> [Description of the task]: In the entries that follow, how many lines contain "limit"? Please reply with only the number.

> [Data for analysis]:
=-=-=-=-=

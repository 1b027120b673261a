// Copyright 2025 Graphmem (https://github.com/graphmem)
//
// This program is free software: you can redistribute it and/or modify
// it under the terms of the GNU Affero General Public License as published by
// the Free Software Foundation, either version 3 of the License, or
// (at your option) any later version.
//
// This program is distributed in the hope that it will be useful,
// but WITHOUT ANY WARRANTY; without even the implied warranty of
// MERCHANTABILITY or FITNESS FOR A PARTICULAR PURPOSE. See the
// GNU Affero General Public License for more details.
//
// You should have received a copy of the GNU Affero General Public License
// along with this program. If not, see <https://www.gnu.org/licenses/>.

//! Error model shared across the service.
//!
//! Every error carries a machine-readable kind (stable string surfaced to
//! clients) and a human-readable message. Dependency failures name the
//! dependency that failed.

use thiserror::Error;

/// Service-wide error type.
#[derive(Debug, Error)]
pub enum MemoryError {
    #[error("{0}")]
    NotFound(String),

    #[error("{0}")]
    AlreadyExists(String),

    #[error("{0}")]
    InvalidArgument(String),

    #[error("{0}")]
    Unauthorized(String),

    #[error("{0}")]
    Forbidden(String),

    #[error("{0}")]
    QuotaExceeded(String),

    #[error("{dependency}: {message}")]
    Dependency {
        dependency: &'static str,
        message: String,
    },

    #[error("{0}")]
    Conflict(String),

    #[error("{0}")]
    Internal(String),
}

impl MemoryError {
    /// Stable machine-readable kind, surfaced to clients alongside the message.
    pub fn kind(&self) -> &'static str {
        match self {
            MemoryError::NotFound(_) => "not_found",
            MemoryError::AlreadyExists(_) => "already_exists",
            MemoryError::InvalidArgument(_) => "invalid_argument",
            MemoryError::Unauthorized(_) => "unauthorized",
            MemoryError::Forbidden(_) => "forbidden",
            MemoryError::QuotaExceeded(_) => "quota_exceeded",
            MemoryError::Dependency { .. } => "dependency_failure",
            MemoryError::Conflict(_) => "conflict",
            MemoryError::Internal(_) => "internal",
        }
    }

    /// Name of the failed dependency, if this is a dependency failure.
    pub fn dependency_name(&self) -> Option<&'static str> {
        match self {
            MemoryError::Dependency { dependency, .. } => Some(dependency),
            _ => None,
        }
    }

    /// Wrap an I/O-boundary error with its origin component.
    pub fn dependency(dependency: &'static str, err: impl std::fmt::Display) -> Self {
        MemoryError::Dependency {
            dependency,
            message: err.to_string(),
        }
    }

    pub fn not_found(what: impl Into<String>) -> Self {
        MemoryError::NotFound(what.into())
    }

    pub fn invalid(message: impl Into<String>) -> Self {
        MemoryError::InvalidArgument(message.into())
    }
}

pub type Result<T> = std::result::Result<T, MemoryError>;

#[cfg(test)]
mod tests {
    use super::*;

    #[test]
    fn kinds_are_stable() {
        assert_eq!(MemoryError::not_found("x").kind(), "not_found");
        assert_eq!(
            MemoryError::dependency("graph-store", "boom").kind(),
            "dependency_failure"
        );
        assert_eq!(MemoryError::QuotaExceeded("too big".into()).kind(), "quota_exceeded");
    }

    #[test]
    fn dependency_carries_origin() {
        let err = MemoryError::dependency("vector-store", "connection refused");
        assert_eq!(err.dependency_name(), Some("vector-store"));
        assert_eq!(err.to_string(), "vector-store: connection refused");
        assert_eq!(MemoryError::Conflict("busy".into()).dependency_name(), None);
    }
}
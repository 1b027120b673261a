// Copyright 2025 Graphmem (https://github.com/graphmem)
//
// This program is free software: you can redistribute it and/or modify
// it under the terms of the GNU Affero General Public License as published by
// the Free Software Foundation, either version 3 of the License, or
// (at your option) any later version.
//
// This program is distributed in the hope that it will be useful,
// but WITHOUT ANY WARRANTY; without even the implied warranty of
// MERCHANTABILITY or FITNESS FOR A PARTICULAR PURPOSE. See the
// GNU Affero General Public License for more details.
//
// You should have received a copy of the GNU Affero General Public License
// along with this program. If not, see <https://www.gnu.org/licenses/>.

//! REST surface for the visualizer: `/health` (public) and the
//! Bearer-authenticated `/api/*` routes.

use crate::auth::Principal;
use crate::AppState;
use axum::extract::{Path, State};
use axum::http::StatusCode;
use axum::response::{IntoResponse, Response};
use axum::{Extension, Json};
use graphmem_core::error::MemoryError;
use serde::Deserialize;
use serde_json::json;

/// REST error wrapper mapping error kinds onto HTTP statuses.
pub struct ApiError(pub MemoryError);

impl From<MemoryError> for ApiError {
    fn from(error: MemoryError) -> Self {
        Self(error)
    }
}

impl IntoResponse for ApiError {
    fn into_response(self) -> Response {
        let status = match self.0.kind() {
            "not_found" => StatusCode::NOT_FOUND,
            "already_exists" | "conflict" => StatusCode::CONFLICT,
            "invalid_argument" => StatusCode::BAD_REQUEST,
            "unauthorized" => StatusCode::UNAUTHORIZED,
            "forbidden" => StatusCode::FORBIDDEN,
            "quota_exceeded" => StatusCode::PAYLOAD_TOO_LARGE,
            "dependency_failure" => StatusCode::BAD_GATEWAY,
            _ => StatusCode::INTERNAL_SERVER_ERROR,
        };
        (status, Json(crate::mcp::handlers::error_body(&self.0))).into_response()
    }
}

fn check_scope(principal: &Principal, memory_id: &str) -> Result<(), ApiError> {
    if principal.allows_memory(memory_id) {
        Ok(())
    } else {
        Err(ApiError(MemoryError::Forbidden(format!(
            "token of '{}' is not allowed on memory '{}'",
            principal.client_name, memory_id
        ))))
    }
}

/// GET /health - public liveness + per-dependency status.
pub async fn health(State(state): State<AppState>) -> Json<serde_json::Value> {
    Json(state.health_report().await)
}

/// GET /api/memories
pub async fn list_memories(
    State(state): State<AppState>,
    Extension(principal): Extension<Principal>,
) -> Result<Json<serde_json::Value>, ApiError> {
    let memories = state.graph.list_memories().await?;
    let visible: Vec<_> = memories
        .into_iter()
        .filter(|m| principal.allows_memory(&m.id))
        .collect();
    Ok(Json(json!({ "count": visible.len(), "memories": visible })))
}

/// GET /api/graph/:memory_id
pub async fn memory_graph(
    State(state): State<AppState>,
    Extension(principal): Extension<Principal>,
    Path(memory_id): Path<String>,
) -> Result<Json<serde_json::Value>, ApiError> {
    check_scope(&principal, &memory_id)?;
    if state.graph.get_memory(&memory_id).await?.is_none() {
        return Err(ApiError(MemoryError::not_found(format!(
            "memory '{}' not found",
            memory_id
        ))));
    }
    let snapshot = state.graph.full_graph(&memory_id).await?;
    Ok(Json(serde_json::to_value(snapshot).unwrap_or_default()))
}

#[derive(Debug, Deserialize)]
pub struct AskRequest {
    pub memory_id: String,
    pub question: String,
    #[serde(default)]
    pub limit: Option<usize>,
}

/// POST /api/ask - Graph-Guided RAG with LLM-composed answer.
pub async fn ask(
    State(state): State<AppState>,
    Extension(principal): Extension<Principal>,
    Json(request): Json<AskRequest>,
) -> Result<Json<serde_json::Value>, ApiError> {
    check_scope(&principal, &request.memory_id)?;
    let answer = state
        .query
        .question_answer(&request.memory_id, &request.question, request.limit)
        .await?;
    Ok(Json(serde_json::to_value(answer).unwrap_or_default()))
}

#[derive(Debug, Deserialize)]
pub struct QueryRequest {
    pub memory_id: String,
    pub query: String,
    #[serde(default)]
    pub limit: Option<usize>,
}

/// POST /api/query - structured retrieval without an LLM call.
pub async fn query(
    State(state): State<AppState>,
    Extension(principal): Extension<Principal>,
    Json(request): Json<QueryRequest>,
) -> Result<Json<serde_json::Value>, ApiError> {
    check_scope(&principal, &request.memory_id)?;
    let result = state
        .query
        .memory_query(&request.memory_id, &request.query, request.limit)
        .await?;
    Ok(Json(result))
}
impl SemanticChunker {
    pub fn new(chunk_size: usize, chunk_overlap: usize) -> Self {
        Self {
            chunk_size,
            chunk_overlap,
        }
    }

    /// Split a document into retrieval chunks with semantic metadata.
    pub fn chunk_document(&self, text: &str, filename: &str) -> Vec<Chunk> {
        if text.trim().is_empty() {
            return Vec::new();
        }

        let text = text.replace("\r\n", "\n").replace('\r', "\n");

        let sections = self.detect_sections(&text);
        let groups = self.sections_to_sentence_groups(&sections);
        let raw_chunks = self.merge_into_chunks(&groups);

        let total = raw_chunks.len();
        let chunks: Vec<Chunk> = raw_chunks
            .into_iter()
            .enumerate()
            .map(|(i, (group, chunk_text))| {
                let trimmed = chunk_text.trim().to_string();
                Chunk {
                    char_count: trimmed.chars().count(),
                    token_count: estimate_tokens(&trimmed),
                    text: trimmed,
                    sequence: i,
                    total_chunks: total,
                    filename: Some(filename.to_string()),
                    section_title: group.section_title,
                    article_number: group.article_number,
                    section_path: group.heading_hierarchy,
                    ..Default::default()
                }
            })
            .collect();

        tracing::debug!(
            filename = %filename,
            sections = sections.len(),
            chunks = chunks.len(),
            target_tokens = self.chunk_size,
            overlap_tokens = self.chunk_overlap,
            "Chunked document"
        );

        chunks
    }

    // =========================================================================
    // Pass 1: structure detection
    // =========================================================================

    fn detect_sections(&self, text: &str) -> Vec<TextSection> {
        let by_articles = self.detect_by_pattern(text, &ARTICLE_PATTERN, true, "Préambule");
        if by_articles.len() > 1 {
            return by_articles;
        }

        let by_headers = self.detect_markdown_headers(text);
        if by_headers.len() > 1 {
            return by_headers;
        }

        let by_numbering = self.detect_by_pattern(text, &NUMBERED_SECTION_PATTERN, true, "Introduction");
        if by_numbering.len() > 1 {
            return by_numbering;
        }

        let by_titles = self.detect_by_pattern(text, &UPPERCASE_TITLE_PATTERN, false, "Introduction");
        if by_titles.len() > 1 {
            return by_titles;
        }

        self.detect_paragraphs(text)
    }

    /// Generic splitter on a heading regex. `numbered` selects whether the
    /// first capture group is an article/section number.
    fn detect_by_pattern(
        &self,
        text: &str,
        pattern: &Regex,
        numbered: bool,
        preamble_title: &str,
    ) -> Vec<TextSection> {
        let matches: Vec<_> = pattern.find_iter(text).collect();
        if matches.is_empty() {
            return Vec::new();
        }

        let mut sections = Vec::new();

        if matches[0].start() > 0 {
            let preamble = text[..matches[0].start()].trim();
            if !preamble.is_empty() {
                sections.push(TextSection {
                    title: preamble_title.to_string(),
                    content: preamble.to_string(),
                    level: 0,
                    article_number: None,
                });
            }
        }

        for (i, m) in matches.iter().enumerate() {
            let start = m.start();
            let end = matches
                .get(i + 1)
                .map(|next| next.start())
                .unwrap_or(text.len());

            let article_number = if numbered {
                pattern
                    .captures(&text[start..end])
                    .and_then(|c| c.get(1))
                    .map(|g| g.as_str().trim().to_string())
            } else {
                None
            };

            let level = article_number
                .as_deref()
                .map(|n| n.matches('.').count())
                .unwrap_or(0);

            // The section title is its first line.
            let first_line_end = text[start..end]
                .find('\n')
                .map(|off| start + off)
                .unwrap_or(end);
            let title = text[start..first_line_end].trim().to_string();
            let content = text[start..end].trim().to_string();

            sections.push(TextSection {
                title,
                content,
                level,
                article_number,
            });
        }

        sections
    }

    fn detect_markdown_headers(&self, text: &str) -> Vec<TextSection> {
        let matches: Vec<_> = MARKDOWN_HEADER_PATTERN.captures_iter(text).collect();
        if matches.is_empty() {
            return Vec::new();
        }

        let mut sections = Vec::new();

        let first_start = matches[0].get(0).map(|m| m.start()).unwrap_or(0);
        if first_start > 0 {
            let preamble = text[..first_start].trim();
            if !preamble.is_empty() {
                sections.push(TextSection {
                    title: "Introduction".to_string(),
                    content: preamble.to_string(),
                    level: 0,
                    article_number: None,
                });
            }
        }

        for (i, caps) in matches.iter().enumerate() {
            let whole = caps.get(0).expect("match");
            let hashes = caps.get(1).map(|g| g.as_str().len()).unwrap_or(1);
            let title = caps.get(2).map(|g| g.as_str().trim()).unwrap_or_default();
            let start = whole.start();
            let end = matches
                .get(i + 1)
                .and_then(|c| c.get(0))
                .map(|m| m.start())
                .unwrap_or(text.len());

            sections.push(TextSection {
                title: title.to_string(),
                content: text[start..end].trim().to_string(),
                level: hashes.saturating_sub(1),
                article_number: None,
            });
        }

        sections
    }

    fn detect_paragraphs(&self, text: &str) -> Vec<TextSection> {
        text.split("\n\n")
            .map(str::trim)
            .filter(|p| !p.is_empty())
            .map(|para| {
                let first_line: String = para
                    .lines()
                    .next()
                    .unwrap_or_default()
                    .chars()
                    .take(80)
                    .collect();
                TextSection {
                    title: first_line,
                    content: para.to_string(),
                    level: 0,
                    article_number: None,
                }
            })
            .collect()
    }

    // =========================================================================
    // Pass 2: sections to sentence groups
    // =========================================================================

    fn sections_to_sentence_groups(&self, sections: &[TextSection]) -> Vec<SentenceGroup> {
        let mut groups = Vec::new();
        let mut heading_stack: Vec<String> = Vec::new();

        for section in sections {
            while heading_stack.len() > section.level {
                heading_stack.pop();
            }
            heading_stack.push(section.title.clone());

            let sentences = split_into_sentences(&section.content);
            if !sentences.is_empty() {
                groups.push(SentenceGroup {
                    sentences,
                    section_title: Some(section.title.clone()),
                    article_number: section.article_number.clone(),
                    heading_hierarchy: heading_stack.clone(),
                });
            }
        }

        groups
    }

    // =========================================================================
    // Pass 3: sentence groups to chunks with overlap
    // =========================================================================

    fn merge_into_chunks(&self, groups: &[SentenceGroup]) -> Vec<(SentenceGroup, String)> {
        let mut chunks = Vec::new();

        for group in groups {
            if group.token_estimate() <= self.chunk_size {
                // A section that fits stays intact, keeping its semantic unity.
                let text = format_chunk_with_context(group);
                chunks.push((group.clone(), text));
            } else {
                chunks.extend(self.split_group_with_overlap(group));
            }
        }

        chunks
    }

    fn split_group_with_overlap(&self, group: &SentenceGroup) -> Vec<(SentenceGroup, String)> {
        let mut chunks = Vec::new();
        let sentences = &group.sentences;
        if sentences.is_empty() {
            return chunks;
        }

        let context_prefix = if let Some(article) = &group.article_number {
            format!("[Article {}] ", article)
        } else if let Some(title) = &group.section_title {
            let truncated: String = title.chars().take(60).collect();
            format!("[{}] ", truncated)
        } else {
            String::new()
        };
        let prefix_tokens = estimate_tokens(&context_prefix);

        let subgroup = |sentences: &[String]| SentenceGroup {
            sentences: sentences.to_vec(),
            section_title: group.section_title.clone(),
            article_number: group.article_number.clone(),
            heading_hierarchy: group.heading_hierarchy.clone(),
        };

        let mut current: Vec<String> = Vec::new();
        let mut current_tokens = 0usize;

        let mut i = 0;
        while i < sentences.len() {
            let sentence = &sentences[i];
            let sentence_tokens = estimate_tokens(sentence);

            // A lone sentence longer than the target is emitted as-is.
            if current.is_empty() && sentence_tokens + prefix_tokens > self.chunk_size {
                let text = format!("{}{}", context_prefix, sentence);
                chunks.push((subgroup(std::slice::from_ref(sentence)), text));
                i += 1;
                continue;
            }

            if current_tokens + sentence_tokens + prefix_tokens <= self.chunk_size {
                current.push(sentence.clone());
                current_tokens += sentence_tokens;
                i += 1;
            } else {
                let text = format!("{}{}", context_prefix, current.join(" "));
                chunks.push((subgroup(&current), text));

                let overlap = self.compute_overlap(&current);
                let overlap_tokens: usize = overlap.iter().map(|s| estimate_tokens(s)).sum();

                // Termination invariant: if carrying the overlap would push the
                // next sentence past the target, drop the overlap instead of
                // iterating on it.
                if overlap_tokens + sentence_tokens + prefix_tokens > self.chunk_size {
                    current = Vec::new();
                    current_tokens = 0;
                } else {
                    current = overlap;
                    current_tokens = overlap_tokens;
                }
            }
        }

        if !current.is_empty() {
            let text = format!("{}{}", context_prefix, current.join(" "));
            chunks.push((subgroup(&current), text));
        }

        chunks
    }

    /// Last sentences of the previous chunk, up to `chunk_overlap` tokens,
    /// never cutting a sentence.
    fn compute_overlap(&self, sentences: &[String]) -> Vec<String> {
        if sentences.is_empty() || self.chunk_overlap == 0 {
            return Vec::new();
        }

        let mut overlap = Vec::new();
        let mut overlap_tokens = 0usize;

        for sentence in sentences.iter().rev() {
            let tokens = estimate_tokens(sentence);
            if overlap_tokens + tokens > self.chunk_overlap {
                break;
            }
            overlap.insert(0, sentence.clone());
            overlap_tokens += tokens;
        }

        overlap
    }
}
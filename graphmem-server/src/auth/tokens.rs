// Copyright 2025 Graphmem (https://github.com/graphmem)
//
// This program is free software: you can redistribute it and/or modify
// it under the terms of the GNU Affero General Public License as published by
// the Free Software Foundation, either version 3 of the License, or
// (at your option) any later version.
//
// This program is distributed in the hope that it will be useful,
// but WITHOUT ANY WARRANTY; without even the implied warranty of
// MERCHANTABILITY or FITNESS FOR A PARTICULAR PURPOSE. See the
// GNU Affero General Public License for more details.
//
// You should have received a copy of the GNU Affero General Public License
// along with this program. If not, see <https://www.gnu.org/licenses/>.

//! Token lifecycle. Tokens are stored in the graph store as `:Token` nodes
//! keyed by SHA-256 hex; the raw token is returned exactly once at
//! creation. No token cache: every request performs a fresh lookup.

use chrono::{Duration, Utc};
use graphmem_core::error::{MemoryError, Result};
use graphmem_core::types::TokenInfo;
use graphmem_storage::GraphStore;
use rand::distributions::Alphanumeric;
use rand::Rng;
use sha2::{Digest, Sha256};
use std::sync::Arc;

const VALID_PERMISSIONS: [&str; 3] = ["read", "write", "admin"];

/// How `admin_update_token` mutates the memory scope list.
#[derive(Debug, Clone, Copy, PartialEq, Eq)]
pub enum ScopeAction {
    Add,
    Remove,
    Set,
}

impl ScopeAction {
    pub fn parse(action: &str) -> Result<Self> {
        match action {
            "add" => Ok(ScopeAction::Add),
            "remove" => Ok(ScopeAction::Remove),
            "set" => Ok(ScopeAction::Set),
            other => Err(MemoryError::invalid(format!(
                "unknown action '{}', expected add, remove or set",
                other
            ))),
        }
    }

    pub fn apply(self, current: &[String], memory_ids: &[String]) -> Vec<String> {
        match self {
            ScopeAction::Set => memory_ids.to_vec(),
            ScopeAction::Add => {
                let mut updated = current.to_vec();
                for id in memory_ids {
                    if !updated.contains(id) {
                        updated.push(id.clone());
                    }
                }
                updated
            }
            ScopeAction::Remove => current
                .iter()
                .filter(|id| !memory_ids.contains(id))
                .cloned()
                .collect(),
        }
    }
}

pub struct TokenManager {
    graph: Arc<GraphStore>,
}

impl TokenManager {
    pub fn new(graph: Arc<GraphStore>) -> Self {
        Self { graph }
    }

    pub fn hash_token(raw: &str) -> String {
        let mut hasher = Sha256::new();
        hasher.update(raw.as_bytes());
        format!("{:x}", hasher.finalize())
    }

    fn generate_token() -> String {
        let random: String = rand::thread_rng()
            .sample_iter(&Alphanumeric)
            .take(43)
            .map(char::from)
            .collect();
        format!("gm_{}", random)
    }

    /// Create a token. Returns the raw token (shown once) and its metadata.
    pub async fn create(
        &self,
        client_name: &str,
        email: Option<String>,
        permissions: Vec<String>,
        memory_ids: Vec<String>,
        expires_in_days: Option<i64>,
    ) -> Result<(String, TokenInfo)> {
        if client_name.trim().is_empty() {
            return Err(MemoryError::invalid("client_name is required"));
        }
        let permissions = if permissions.is_empty() {
            vec!["read".to_string(), "write".to_string()]
        } else {
            permissions
        };
        for permission in &permissions {
            if !VALID_PERMISSIONS.contains(&permission.as_str()) {
                return Err(MemoryError::invalid(format!(
                    "unknown permission '{}', expected one of {:?}",
                    permission, VALID_PERMISSIONS
                )));
            }
        }

        let raw = Self::generate_token();
        let token = TokenInfo {
            token_hash: Self::hash_token(&raw),
            client_name: client_name.to_string(),
            email,
            permissions,
            memory_ids,
            created_at: Utc::now(),
            expires_at: expires_in_days.map(|days| Utc::now() + Duration::days(days)),
            revoked_at: None,
        };
        self.graph.insert_token(&token).await?;
        Ok((raw, token))
    }

    /// Look up an active token by its raw value. Revoked or expired tokens
    /// resolve to nothing.
    pub async fn validate(&self, raw: &str) -> Result<Option<TokenInfo>> {
        let hash = Self::hash_token(raw);
        let Some(token) = self.graph.find_token(&hash).await? else {
            return Ok(None);
        };
        if !token.is_active(Utc::now()) {
            tracing::debug!(client = %token.client_name, "Inactive token rejected");
            return Ok(None);
        }
        Ok(Some(token))
    }

    pub async fn list(&self, include_revoked: bool) -> Result<Vec<TokenInfo>> {
        self.graph.list_tokens(include_revoked).await
    }

    /// Revoke a token by hash or unambiguous hash prefix (8+ characters).
    pub async fn revoke(&self, hash_prefix: &str) -> Result<TokenInfo> {
        if hash_prefix.len() < 8 {
            return Err(MemoryError::invalid(
                "token hash prefix must be at least 8 characters",
            ));
        }
        let tokens = self.graph.list_tokens(false).await?;
        let matching: Vec<&TokenInfo> = tokens
            .iter()
            .filter(|t| t.token_hash.starts_with(hash_prefix))
            .collect();

        match matching.as_slice() {
            [] => Err(MemoryError::not_found("no token matches that prefix")),
            [token] => {
                self.graph.revoke_token(&token.token_hash).await?;
                Ok((*token).clone())
            }
            _ => Err(MemoryError::invalid(
                "ambiguous token prefix, provide more characters",
            )),
        }
    }

    /// Mutate a token's memory scope list.
    pub async fn update_memories(
        &self,
        hash_prefix: &str,
        action: ScopeAction,
        memory_ids: &[String],
    ) -> Result<TokenInfo> {
        let tokens = self.graph.list_tokens(false).await?;
        let matching: Vec<&TokenInfo> = tokens
            .iter()
            .filter(|t| t.token_hash.starts_with(hash_prefix))
            .collect();

        let token = match matching.as_slice() {
            [] => return Err(MemoryError::not_found("no token matches that prefix")),
            [token] => (*token).clone(),
            _ => {
                return Err(MemoryError::invalid(
                    "ambiguous token prefix, provide more characters",
                ))
            }
        };

        let updated = action.apply(&token.memory_ids, memory_ids);
        self.graph
            .set_token_memories(&token.token_hash, &updated)
            .await?;

        Ok(TokenInfo {
            memory_ids: updated,
            ..token
        })
    }
}

#[cfg(test)]
mod tests {
    use super::*;

    #[test]
    fn hashing_is_stable_sha256_hex() {
        let hash = TokenManager::hash_token("gm_example");
        assert_eq!(hash.len(), 64);
        assert_eq!(hash, TokenManager::hash_token("gm_example"));
        assert_ne!(hash, TokenManager::hash_token("gm_other"));
    }

    #[test]
    fn generated_tokens_are_prefixed_and_unique() {
        let a = TokenManager::generate_token();
        let b = TokenManager::generate_token();
        assert!(a.starts_with("gm_"));
        assert_eq!(a.len(), 46);
        assert_ne!(a, b);
    }

    #[test]
    fn scope_actions_compose() {
        let current = vec!["legal".to_string(), "cloud".to_string()];

        let added = ScopeAction::Add.apply(&current, &["hr".to_string(), "legal".to_string()]);
        assert_eq!(added, vec!["legal", "cloud", "hr"]);

        let removed = ScopeAction::Remove.apply(&current, &["cloud".to_string()]);
        assert_eq!(removed, vec!["legal"]);

        let set = ScopeAction::Set.apply(&current, &[]);
        assert!(set.is_empty());
    }

    #[test]
    fn scope_action_parsing() {
        assert_eq!(ScopeAction::parse("add").unwrap(), ScopeAction::Add);
        assert_eq!(ScopeAction::parse("set").unwrap(), ScopeAction::Set);
        assert!(ScopeAction::parse("merge").is_err());
    }
}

=-=-=-=-=

> [Result below]: 4